Pedologist Jude Addenbrooke believes farmers using lime and dicalcic phosphate are in a better position to cope with extreme weather conditions similar to what has struck part of New Zealand this year.

Ms Addenbrooke began a soil monitoring programme for Hatuma Lime last year and she has been impressed by the remarkable consistency of the findings from a wide range of farms throughout the North Island.

The programme evaluates the effects of long-term annual applications of light lime and dicalcic on a range of soil properties.

All the farms showed extremely good soil structure, good moisture holding capacity and drainage, high organic matter and extremely high earthworm counts.

‘It’s long been recognised that annual liming aids in the soil’s ability to store moisture more effectively while enhancing autumn and winter growth. This is hugely beneficial to the farmer in times of drought as the soil and pasture are able to ‘hold on’ longer and recover quicker,’ she says.

Climate experts are predicting that droughts on the East Coast of New Zealand will become more frequent.

More droughts means farmers will need to conserve water and Ms Addenbrooke is recommending light applications of lime and dicalcic to improve the soil’s moisture holding capacity.

‘This is to safeguard the farm.’

‘Future dry conditions could also lead to East Coast farms consistently having less stock due to lower pasture growth.

Pasture management that focuses on palatability ensures maximum utilisation without requiring an increase in stock. Applying lime to improve the palatability of pastures will also aid in clover regeneration and the recovery of the farm.’

The drought had a positive spin off for Hatuma as the company was able to produce more agricultural lime during autumn.

Hatuma marketing manager Aaron Topp said the drought provided perfect conditions for an extended period of time to enable Hatuma to harvest limestone.

‘We now have surplus stocks of premium agricultural lime ready for the spring topdressing season.’

This is good news for farmers with fertiliser prices soaring.

‘Despite these trends, Hatuma have for a limited period managed to lower their agricultural lime to its 1991 price.’

With the high cost of fertiliser Mr Topp says a cost effective alternative for farmers is to apply 200-500kg/ha of agricultural lime instead, especially with the capacity to blend extra sulphur, potash or required trace elements with it.

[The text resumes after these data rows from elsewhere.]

use generation_provider::{
    ExecutionResult, FragmentSnapshot, GenerationEndpoint, GenerationRequest, LlmModel,
    LlmModelConfig, SandboxRequest,
};

pub use generation_provider::RunId;

use crate::chat::{
    apply_snapshot, attach_result, inject_context, to_request_messages, ContentPart, Message,
    MessageHistory, Role,
};
use crate::config::EnvConfig;
use crate::models::{ModelCatalog, TemplateCatalog, TemplateSelection};
use crate::persist::PersistedState;
use crate::selection::{
    AttachmentState, CapturedSelection, IngestOutcome, InteractionMode, DEFAULT_MAX_SELECTION_CHARS,
};

#[derive(Debug, Clone, PartialEq, Eq)]
pub enum Mode {
    Idle,
    Generating { run_id: RunId },
    Error(String),
}

/// Which pane of the preview is in front.
#[derive(Debug, Clone, Copy, Default, PartialEq, Eq)]
pub enum Tab {
    #[default]
    Code,
    Fragment,
}

/// Signed-in identity forwarded to the generation and sandbox services.
#[derive(Debug, Clone, PartialEq, Eq)]
pub struct Session {
    pub user_id: String,
    pub access_token: String,
    pub team_id: Option<String>,
}

pub trait HostOps {
    /// Starts a generation. The host assigns the run id.
    fn start_generation(&mut self, request: GenerationRequest) -> Result<RunId, String>;
    fn cancel_generation(&mut self, run_id: RunId);
    /// Provisions a sandbox for the fragment produced by `run_id`.
    fn provision_sandbox(&mut self, run_id: RunId, request: SandboxRequest);
    fn request_auth(&mut self);
    fn request_render(&mut self);
}

const RATE_LIMIT_MARKER: &str = "limit";
const ERROR_NO_MODEL: &str = "No language model available";

#[derive(Debug, Clone)]
pub struct App {
    pub mode: Mode,
    pub input: String,
    /// Pending image attachments as data URLs.
    pub files: Vec<String>,
    pub history: MessageHistory,
    pub attachment: AttachmentState,
    pub fragment: Option<FragmentSnapshot>,
    pub result: Option<ExecutionResult>,
    pub current_tab: Tab,
    pub preview_loading: bool,
    pub rate_limited: bool,
    pub error_message: Option<String>,
    pub template: TemplateSelection,
    pub language_model: LlmModelConfig,
    pub use_morph_apply: bool,
    pub session: Option<Session>,
    models: ModelCatalog,
    templates: TemplateCatalog,
    pending_sandbox: Option<RunId>,
}

impl Default for App {
    fn default() -> Self {
        Self::new()
    }
}

impl App {
    pub fn new() -> Self {
        Self::with_catalogs(
            ModelCatalog::builtin(),
            TemplateCatalog::builtin(),
            AttachmentState::new(DEFAULT_MAX_SELECTION_CHARS, false),
        )
    }

    pub fn from_config(config: &EnvConfig) -> Self {
        let models = if config.hide_local_models {
            ModelCatalog::builtin().without_local()
        } else {
            ModelCatalog::builtin()
        };

        let mut app = Self::with_catalogs(
            models,
            TemplateCatalog::builtin(),
            AttachmentState::new(config.max_selection_chars, config.auto_attach),
        );
        app.use_morph_apply = config.use_morph_apply;
        app
    }

    pub fn with_catalogs(
        models: ModelCatalog,
        templates: TemplateCatalog,
        attachment: AttachmentState,
    ) -> Self {
        let mut language_model = LlmModelConfig::default();
        models.normalize_config(&mut language_model);

        Self {
            mode: Mode::Idle,
            input: String::new(),
            files: Vec::new(),
            history: MessageHistory::new(),
            attachment,
            fragment: None,
            result: None,
            current_tab: Tab::Code,
            preview_loading: false,
            rate_limited: false,
            error_message: None,
            template: TemplateSelection::Auto,
            language_model,
            use_morph_apply: false,
            session: None,
            models,
            templates,
            pending_sandbox: None,
        }
    }

    pub fn models(&self) -> &ModelCatalog {
        &self.models
    }

    pub fn templates(&self) -> &TemplateCatalog {
        &self.templates
    }

    pub fn current_model(&self) -> Option<&LlmModel> {
        self.models.current(&self.language_model)
    }

    pub fn is_loading(&self) -> bool {
        matches!(self.mode, Mode::Generating { .. })
    }

    pub fn can_clear(&self) -> bool {
        !self.history.is_empty()
    }

    pub fn can_undo(&self) -> bool {
        self.history.len() > 1 && !self.is_loading()
    }

    pub fn interaction_mode(&self) -> InteractionMode {
        if self.attachment.auto_attach() {
            InteractionMode::Auto
        } else {
            InteractionMode::Menu
        }
    }

    /// The alternate apply route is used only when the current fragment can be
    /// patched in place.
    pub fn generation_endpoint(&self) -> GenerationEndpoint {
        let patchable = self
            .fragment
            .as_ref()
            .is_some_and(FragmentSnapshot::is_patchable);
        if self.use_morph_apply && patchable {
            GenerationEndpoint::MorphChat
        } else {
            GenerationEndpoint::Chat
        }
    }

    pub fn on_input_replace(&mut self, text: String) {
        self.input = text;
    }

    pub fn on_files_replace(&mut self, files: Vec<String>) {
        self.files = files;
    }

    pub fn on_submit(&mut self, host: &mut dyn HostOps) {
        if self.session.is_none() {
            host.request_auth();
            host.request_render();
            return;
        }

        if self.input.trim().is_empty() && self.files.is_empty() {
            host.request_render();
            return;
        }

        self.halt_active_generation(host);

        let mut content = vec![ContentPart::text(self.input.clone())];
        if self.current_model().is_some_and(|model| model.multi_modal) {
            content.extend(
                self.files
                    .iter()
                    .map(|image| ContentPart::Image {
                        image: image.clone(),
                    }),
            );
        }
        self.history.append(Message::user(content));

        self.dispatch(host);

        self.input.clear();
        self.files.clear();
        self.current_tab = Tab::Code;
        host.request_render();
    }

    /// Re-sends the current history with the current settings.
    pub fn on_retry(&mut self, host: &mut dyn HostOps) {
        if self.session.is_none() {
            host.request_auth();
            host.request_render();
            return;
        }

        self.halt_active_generation(host);
        self.dispatch(host);
        host.request_render();
    }

    pub fn on_stop(&mut self, host: &mut dyn HostOps) {
        self.halt_active_generation(host);
        host.request_render();
    }

    pub fn on_undo(&mut self, host: &mut dyn HostOps) {
        if !self.can_undo() {
            host.request_render();
            return;
        }

        self.history.undo_last_turn();
        self.set_current_preview(None, None);
        self.pending_sandbox = None;
        self.preview_loading = false;
        host.request_render();
    }

    pub fn on_clear_chat(&mut self, host: &mut dyn HostOps) {
        self.halt_active_generation(host);
        self.input.clear();
        self.files.clear();
        self.history.clear();
        self.set_current_preview(None, None);
        self.pending_sandbox = None;
        self.current_tab = Tab::Code;
        self.preview_loading = false;
        self.attachment.clear();
        host.request_render();
    }

    pub fn set_current_preview(
        &mut self,
        fragment: Option<FragmentSnapshot>,
        result: Option<ExecutionResult>,
    ) {
        self.fragment = fragment;
        self.result = result;
    }

    pub fn on_code_selection(&mut self, selection: CapturedSelection) -> IngestOutcome {
        self.attachment.ingest(selection)
    }

    pub fn on_attach_pending(&mut self) -> IngestOutcome {
        self.attachment.confirm()
    }

    pub fn on_dismiss_pending(&mut self) {
        self.attachment.dismiss();
    }

    pub fn on_clear_attached_context(&mut self) {
        self.attachment.clear();
    }

    pub fn set_auto_attach(&mut self, enabled: bool) {
        self.attachment.set_auto_attach(enabled);
    }

    pub fn set_use_morph_apply(&mut self, enabled: bool) {
        self.use_morph_apply = enabled;
    }

    pub fn set_template(&mut self, template: TemplateSelection) {
        self.template = template;
    }

    pub fn set_session(&mut self, session: Option<Session>) {
        self.session = session;
    }

    /// Merges a settings update into the model config.
    pub fn on_language_model_change(&mut self, update: LlmModelConfig) {
        self.language_model.merge(update);
        self.models.normalize_config(&mut self.language_model);
    }

    pub fn persisted_state(&self) -> PersistedState {
        PersistedState {
            chat: self.input.clone(),
            language_model: self.language_model.clone(),
            auto_attach_selection: self.attachment.auto_attach(),
            use_morph_apply: self.use_morph_apply,
        }
    }

    pub fn apply_persisted_state(&mut self, state: PersistedState) {
        self.input = state.chat;
        self.language_model = state.language_model;
        self.models.normalize_config(&mut self.language_model);
        self.attachment.set_auto_attach(state.auto_attach_selection);
        self.use_morph_apply = state.use_morph_apply;
    }

    pub fn on_generation_started(&mut self, run_id: RunId) {
        if !self.is_active_run(run_id) {
            return;
        }

        tracing::debug!(run_id, "generation started");
    }

    pub fn on_generation_snapshot(&mut self, run_id: RunId, snapshot: FragmentSnapshot) {
        if !self.is_active_run(run_id) {
            return;
        }

        apply_snapshot(&mut self.history, &snapshot);
        self.fragment = Some(snapshot);
    }

    pub fn on_generation_finished(
        &mut self,
        run_id: RunId,
        object: FragmentSnapshot,
        host: &mut dyn HostOps,
    ) {
        if !self.is_active_run(run_id) {
            return;
        }

        // The final object only refreshes the streamed assistant message; a
        // stream that sent no snapshots leaves the history as it was.
        let streamed_reply = self
            .history
            .last()
            .is_some_and(|message| message.role == Role::Assistant);
        if streamed_reply && self.fragment.as_ref() != Some(&object) {
            apply_snapshot(&mut self.history, &object);
        }
        self.fragment = Some(object.clone());
        self.mode = Mode::Idle;
        self.rate_limited = false;
        tracing::info!(run_id, template = ?object.template, "generation finished");

        self.preview_loading = true;
        self.pending_sandbox = Some(run_id);
        let session = self.session.as_ref();
        host.provision_sandbox(
            run_id,
            SandboxRequest {
                fragment: object,
                user_id: session.map(|session| session.user_id.clone()),
                team_id: session.and_then(|session| session.team_id.clone()),
                access_token: session.map(|session| session.access_token.clone()),
            },
        );
    }

    pub fn on_generation_failed(&mut self, run_id: RunId, error: &str) {
        if !self.is_active_run(run_id) {
            return;
        }

        if error.contains(RATE_LIMIT_MARKER) {
            self.rate_limited = true;
        }
        tracing::warn!(run_id, rate_limited = self.rate_limited, "generation failed: {error}");
        self.mode = Mode::Error(error.to_string());
        self.error_message = Some(error.to_string());
    }

    pub fn on_generation_cancelled(&mut self, run_id: RunId) {
        if !self.is_active_run(run_id) {
            return;
        }

        self.mode = Mode::Idle;
    }

    pub fn on_sandbox_ready(&mut self, run_id: RunId, result: ExecutionResult) {
        if self.pending_sandbox != Some(run_id) {
            return;
        }

        tracing::info!(run_id, url = ?result.url, "sandbox ready");
        self.pending_sandbox = None;
        attach_result(&mut self.history, result.clone());
        let fragment = self.fragment.take();
        self.set_current_preview(fragment, Some(result));
        self.current_tab = Tab::Fragment;
        self.preview_loading = false;
    }

    pub fn on_sandbox_failed(&mut self, run_id: RunId, error: &str) {
        if self.pending_sandbox != Some(run_id) {
            return;
        }

        tracing::warn!(run_id, "sandbox provisioning failed: {error}");
        self.pending_sandbox = None;
        self.error_message = Some(format!("Sandbox provisioning failed: {error}"));
        self.preview_loading = false;
    }

    fn dispatch(&mut self, host: &mut dyn HostOps) {
        let Some(session) = self.session.clone() else {
            host.request_auth();
            return;
        };
        let Some(model) = self.current_model().cloned() else {
            self.mode = Mode::Error(ERROR_NO_MODEL.to_string());
            self.error_message = Some(ERROR_NO_MODEL.to_string());
            return;
        };

        let endpoint = self.generation_endpoint();
        let attached = self.attachment.attached();
        let request = GenerationRequest {
            run_id: 0,
            endpoint,
            user_id: session.user_id,
            team_id: session.team_id,
            messages: inject_context(to_request_messages(self.history.messages()), attached),
            template: self.templates.select(&self.template),
            model,
            config: self.language_model.clone(),
            context: attached.map(|context| context.code.clone()),
            context_meta: attached.and_then(|context| context.meta),
            current_fragment: match endpoint {
                GenerationEndpoint::MorphChat => self.fragment.clone(),
                GenerationEndpoint::Chat => None,
            },
        };

        if self.pending_sandbox.take().is_some() {
            self.preview_loading = false;
        }
        self.error_message = None;

        match host.start_generation(request) {
            Ok(run_id) => {
                tracing::info!(run_id, ?endpoint, "generation dispatched");
                self.mode = Mode::Generating { run_id };
            }
            Err(error) => {
                let message = format!("Failed to start generation: {error}");
                self.mode = Mode::Error(message.clone());
                self.error_message = Some(message);
            }
        }
    }

    fn halt_active_generation(&mut self, host: &mut dyn HostOps) {
        if let Mode::Generating { run_id } = self.mode {
            tracing::debug!(run_id, "halting generation");
            self.mode = Mode::Idle;
            host.cancel_generation(run_id);
        }
    }

    fn is_active_run(&self, run_id: RunId) -> bool {
        matches!(self.mode, Mode::Generating { run_id: current } if current == run_id)
    }
}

‘With the sudden increase in the price of conventional fertilisers and the intensifying pressure to cater for the environment, Hatuma’s dicalcic phosphate and lime blends make an even more cost effective and sustainable alternative for the annual topdressing programme.

Farmers can receive all the on-farm benefits such as better soil conditioning for drought resistance and increased palatability, as well as building a healthy soil environment for future generations,’ he said.